On Thursday night, Kalev and I went to a sneak preview of the new documentary about heart transplantation: Crank High Voltage. Note that this posting will contain spoilers, which I feel morally obliged to tell you because I know that you are all dying to see Crank for its intricate plot.
The premise of this movie is completely and totally reasonable – a man (Chev Chelios1) who survives being thrown out of a helicopter has his heart removed by an evil Chinese gang and, after having a battery-powered artificial heart put into his chest to keep him alive long enough to harvest his other organs (because clearly you wouldn’t want to just take out all his organs at one time), escapes and, while trying to find the man who has his heart so that his friend, who just happens to be a former heart transplant surgeon, can put it back into him (Chelios), at the same time as trying to avoid an evil Hispanic gang that is trying to capture him in order to kill him in front of the disembodied head of a man he had all but killed (if his brother (the head’s brother, not Chelios’ brother) hadn’t had so much money that he (the brother) could afford the technology required to keep said disembodied head alive in a tank of water, damages the external battery pack that powers said artificial heart and so must continually electrify himself (Chelios, not the head or the brother) through mechanisms that range from friction to tasers to touching extreme high voltage cables in order to keep the internal battery of the artificial heart charged.

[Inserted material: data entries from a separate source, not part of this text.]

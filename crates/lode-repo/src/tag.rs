//! Annotated tag objects.
//!
//! Canonical form: `object`, `type` and `tag` lines, an optional `tagger`
//! identity, a blank line, then the message.

use lode_types::{ObjectId, ObjectKind};

use crate::error::{RepoError, RepoResult};
use crate::signature::Signature;
use crate::source::WriteBuffer;

/// A named, annotated pointer at another object.
#[derive(Clone, Debug, Default, PartialEq, Eq)]
pub struct Tag {
    target: Option<(ObjectId, ObjectKind)>,
    name: String,
    tagger: Option<Signature>,
    message: String,
}

impl Tag {
    /// The tagged object and its kind, once set.
    pub fn target(&self) -> Option<(ObjectId, ObjectKind)> {
        self.target
    }

    /// Point the tag at an object.
    pub fn set_target(&mut self, id: ObjectId, kind: ObjectKind) {
        self.target = Some((id, kind));
    }

    /// The tag name.
    pub fn name(&self) -> &str {
        &self.name
    }

    /// Set the tag name.
    pub fn set_name(&mut self, name: impl Into<String>) {
        self.name = name.into();
    }

    /// The tagger identity, if recorded.
    pub fn tagger(&self) -> Option<&Signature> {
        self.tagger.as_ref()
    }

    /// Set the tagger identity.
    pub fn set_tagger(&mut self, sig: Signature) {
        self.tagger = Some(sig);
    }

    /// The tag message.
    pub fn message(&self) -> &str {
        &self.message
    }

    /// Replace the tag message.
    pub fn set_message(&mut self, message: impl Into<String>) {
        self.message = message.into();
    }

    pub(crate) fn parse(data: &[u8]) -> RepoResult<Self> {
        let parse_err = |reason: &str| RepoError::Parse {
            kind: ObjectKind::Tag,
            reason: reason.to_string(),
        };

        let text = std::str::from_utf8(data).map_err(|_| parse_err("tag is not UTF-8"))?;
        let (headers, message) = match text.split_once("\n\n") {
            Some((h, m)) => (h, m.to_string()),
            None => (text.trim_end_matches('\n'), String::new()),
        };

        let mut object = None;
        let mut kind = None;
        let mut tag = Self::default();
        for line in headers.lines() {
            if line.starts_with(' ') {
                continue;
            }
            let (key, value) = line
                .split_once(' ')
                .ok_or_else(|| parse_err("malformed header line"))?;
            match key {
                "object" => {
                    object =
                        Some(ObjectId::from_hex(value).map_err(|_| parse_err("bad object id"))?);
                }
                "type" => {
                    let parsed = ObjectKind::parse_name(value);
                    if !parsed.is_loose() {
                        return Err(parse_err("bad target type"));
                    }
                    kind = Some(parsed);
                }
                "tag" => tag.name = value.to_string(),
                "tagger" => tag.tagger = Some(Signature::parse(ObjectKind::Tag, value)?),
                _ => {}
            }
        }

        match (object, kind) {
            (Some(id), Some(kind)) => tag.target = Some((id, kind)),
            _ => return Err(parse_err("missing object or type header")),
        }
        if tag.name.is_empty() {
            return Err(parse_err("missing tag header"));
        }

        tag.message = message;
        Ok(tag)
    }

    pub(crate) fn serialize(&self, buf: &mut WriteBuffer) -> RepoResult<()> {
        let (id, kind) = self.target.ok_or(RepoError::Incomplete("target"))?;
        if self.name.is_empty() {
            return Err(RepoError::Incomplete("name"));
        }

        write!(buf, "object {}\n", id.to_hex());
        write!(buf, "type {}\n", kind);
        write!(buf, "tag {}\n", self.name);
        if let Some(tagger) = &self.tagger {
            write!(buf, "tagger {tagger}\n");
        }
        write!(buf, "\n{}", self.message);
        Ok(())
    }
}
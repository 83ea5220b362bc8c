//! Pack construction.
//!
//! Builds a pack and its version-2 index from complete objects. Entries are
//! written whole (no delta compression); readers resolve deltas, writers do
//! not produce them.

use std::io::Write;
use std::path::{Path, PathBuf};

use flate2::write::ZlibEncoder;
use flate2::Compression;
use sha1::{Digest, Sha1};
use lode_types::{ObjectId, RawObject, OBJECT_ID_LEN};

use crate::error::{PackError, PackResult};

const PACK_MAGIC: &[u8; 4] = b"PACK";
const V2_MAGIC: [u8; 4] = [0xff, 0x74, 0x4f, 0x63];

/// Result of writing a pack to disk.
#[derive(Clone, Debug)]
pub struct PackFile {
    pub pack_path: PathBuf,
    pub index_path: PathBuf,
    pub object_count: usize,
    pub checksum: [u8; OBJECT_ID_LEN],
}

/// Builds a pack file from a collection of complete objects.
pub struct PackWriter {
    entries: Vec<(ObjectId, RawObject)>,
}

impl PackWriter {
    /// Create an empty writer.
    pub fn new() -> Self {
        Self {
            entries: Vec::new(),
        }
    }

    /// Queue an object for packing. The id is computed from the object.
    pub fn add_object(&mut self, obj: RawObject) -> PackResult<ObjectId> {
        if !obj.kind.is_loose() {
            return Err(PackError::UnpackableKind(obj.kind));
        }
        let id = obj.id().expect("loose kinds hash");
        if !self.entries.iter().any(|(existing, _)| *existing == id) {
            self.entries.push((id, obj));
        }
        Ok(id)
    }

    /// Number of objects queued.
    pub fn len(&self) -> usize {
        self.entries.len()
    }

    /// Returns `true` if no objects are queued.
    pub fn is_empty(&self) -> bool {
        self.entries.is_empty()
    }

    /// Serialize the pack and its index into byte buffers.
    pub fn finish_to_bytes(self) -> PackResult<(Vec<u8>, Vec<u8>)> {
        let mut pack = Vec::new();
        pack.extend_from_slice(PACK_MAGIC);
        pack.extend_from_slice(&2u32.to_be_bytes());
        pack.extend_from_slice(&(self.entries.len() as u32).to_be_bytes());

        // (id, crc, offset), crc taken over each entry's packed bytes.
        let mut locations = Vec::with_capacity(self.entries.len());
        for (id, obj) in &self.entries {
            let offset = pack.len() as u64;
            let raw_kind = obj.kind.as_raw().expect("loose kinds have raw encodings");
            encode_entry_header(&mut pack, raw_kind, obj.data.len() as u64);

            let mut encoder = ZlibEncoder::new(&mut pack, Compression::default());
            encoder.write_all(&obj.data)?;
            encoder.finish()?;

            let crc = crc32fast::hash(&pack[offset as usize..]);
            locations.push((*id, crc, offset));
        }

        let mut hasher = Sha1::new();
        hasher.update(&pack);
        let checksum: [u8; OBJECT_ID_LEN] = hasher.finalize().into();
        pack.extend_from_slice(&checksum);

        Ok((pack, build_index_bytes(locations, checksum)))
    }

    /// Write `pack-<checksum>.pack` and its `.idx` into a directory.
    pub fn write_to(self, pack_dir: &Path) -> PackResult<PackFile> {
        let object_count = self.entries.len();
        let (pack, index) = self.finish_to_bytes()?;

        let mut checksum = [0u8; OBJECT_ID_LEN];
        checksum.copy_from_slice(&pack[pack.len() - OBJECT_ID_LEN..]);

        std::fs::create_dir_all(pack_dir)?;
        let stem = format!("pack-{}", hex::encode(checksum));
        let pack_path = pack_dir.join(format!("{stem}.pack"));
        let index_path = pack_dir.join(format!("{stem}.idx"));
        std::fs::write(&pack_path, &pack)?;
        std::fs::write(&index_path, &index)?;

        Ok(PackFile {
            pack_path,
            index_path,
            object_count,
            checksum,
        })
    }
}

impl Default for PackWriter {
    fn default() -> Self {
        Self::new()
    }
}

/// Encode the type-and-size varint that opens every pack entry.
fn encode_entry_header(out: &mut Vec<u8>, raw_kind: u8, mut size: u64) {
    let mut byte = (raw_kind << 4) | (size & 0x0f) as u8;
    size >>= 4;
    while size > 0 {
        out.push(byte | 0x80);
        byte = (size & 0x7f) as u8;
        size >>= 7;
    }
    out.push(byte);
}

/// Serialize a version-2 index for the given entry locations.
pub(crate) fn build_index_bytes(
    mut locations: Vec<(ObjectId, u32, u64)>,
    pack_checksum: [u8; OBJECT_ID_LEN],
) -> Vec<u8> {
    locations.sort_by(|a, b| a.0.cmp(&b.0));

    let mut buf = Vec::new();
    buf.extend_from_slice(&V2_MAGIC);
    buf.extend_from_slice(&2u32.to_be_bytes());

    let mut fanout = [0u32; 256];
    for (i, (id, _, _)) in locations.iter().enumerate() {
        let first = id.as_bytes()[0] as usize;
        for slot in fanout.iter_mut().skip(first) {
            *slot = (i + 1) as u32;
        }
    }
    for count in fanout {
        buf.extend_from_slice(&count.to_be_bytes());
    }
    for (id, _, _) in &locations {
        buf.extend_from_slice(id.as_bytes());
    }
    for (_, crc, _) in &locations {
        buf.extend_from_slice(&crc.to_be_bytes());
    }

    let mut large = Vec::new();
    for (_, _, offset) in &locations {
        if *offset < 0x8000_0000 {
            buf.extend_from_slice(&(*offset as u32).to_be_bytes());
        } else {
            let idx = (large.len() as u32) | 0x8000_0000;
            buf.extend_from_slice(&idx.to_be_bytes());
            large.push(*offset);
        }
    }
    for offset in large {
        buf.extend_from_slice(&offset.to_be_bytes());
    }

    buf.extend_from_slice(&pack_checksum);
    let mut hasher = Sha1::new();
    hasher.update(&buf);
    let digest: [u8; OBJECT_ID_LEN] = hasher.finalize().into();
    buf.extend_from_slice(&digest);
    buf
}

#[cfg(test)]
mod tests {
    use super::*;
    use lode_types::ObjectKind;

    use crate::index::PackIndex;

    #[test]
    fn header_encoding_small() {
        let mut out = Vec::new();
        encode_entry_header(&mut out, 3, 5);
        assert_eq!(out, vec![0x35]);
    }

    #[test]
    fn header_encoding_multibyte() {
        let mut out = Vec::new();
        encode_entry_header(&mut out, 1, 336);
        assert_eq!(out, vec![0x90, 0x15]);
    }

    #[test]
    fn dedupes_identical_objects() {
        let mut writer = PackWriter::new();
        writer
            .add_object(RawObject::new(ObjectKind::Blob, b"same".to_vec()))
            .unwrap();
        writer
            .add_object(RawObject::new(ObjectKind::Blob, b"same".to_vec()))
            .unwrap();
        assert_eq!(writer.len(), 1);
    }

    #[test]
    fn index_parses_back() {
        let mut writer = PackWriter::new();
        let id = writer
            .add_object(RawObject::new(ObjectKind::Blob, b"indexed".to_vec()))
            .unwrap();
        let (_, index_bytes) = writer.finish_to_bytes().unwrap();
        let index = PackIndex::from_bytes(&index_bytes).unwrap();
        assert!(index.contains(&id));
        assert_eq!(index.object_count(), 1);
    }
}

This movie takes on such hard hitting issues as porn star labour disputes, the debilitating nature of “full body Tourettes” and the many ways that one person can injury another person’s genitalia. Kalev was particularly impressed by the sensitive and accurate portray of homosexuals, not to mention women and minority groups.
All in all, this movie is exactly what you should expect if you choose to go to a movie about a man who has to continually find ways to electrocute himself.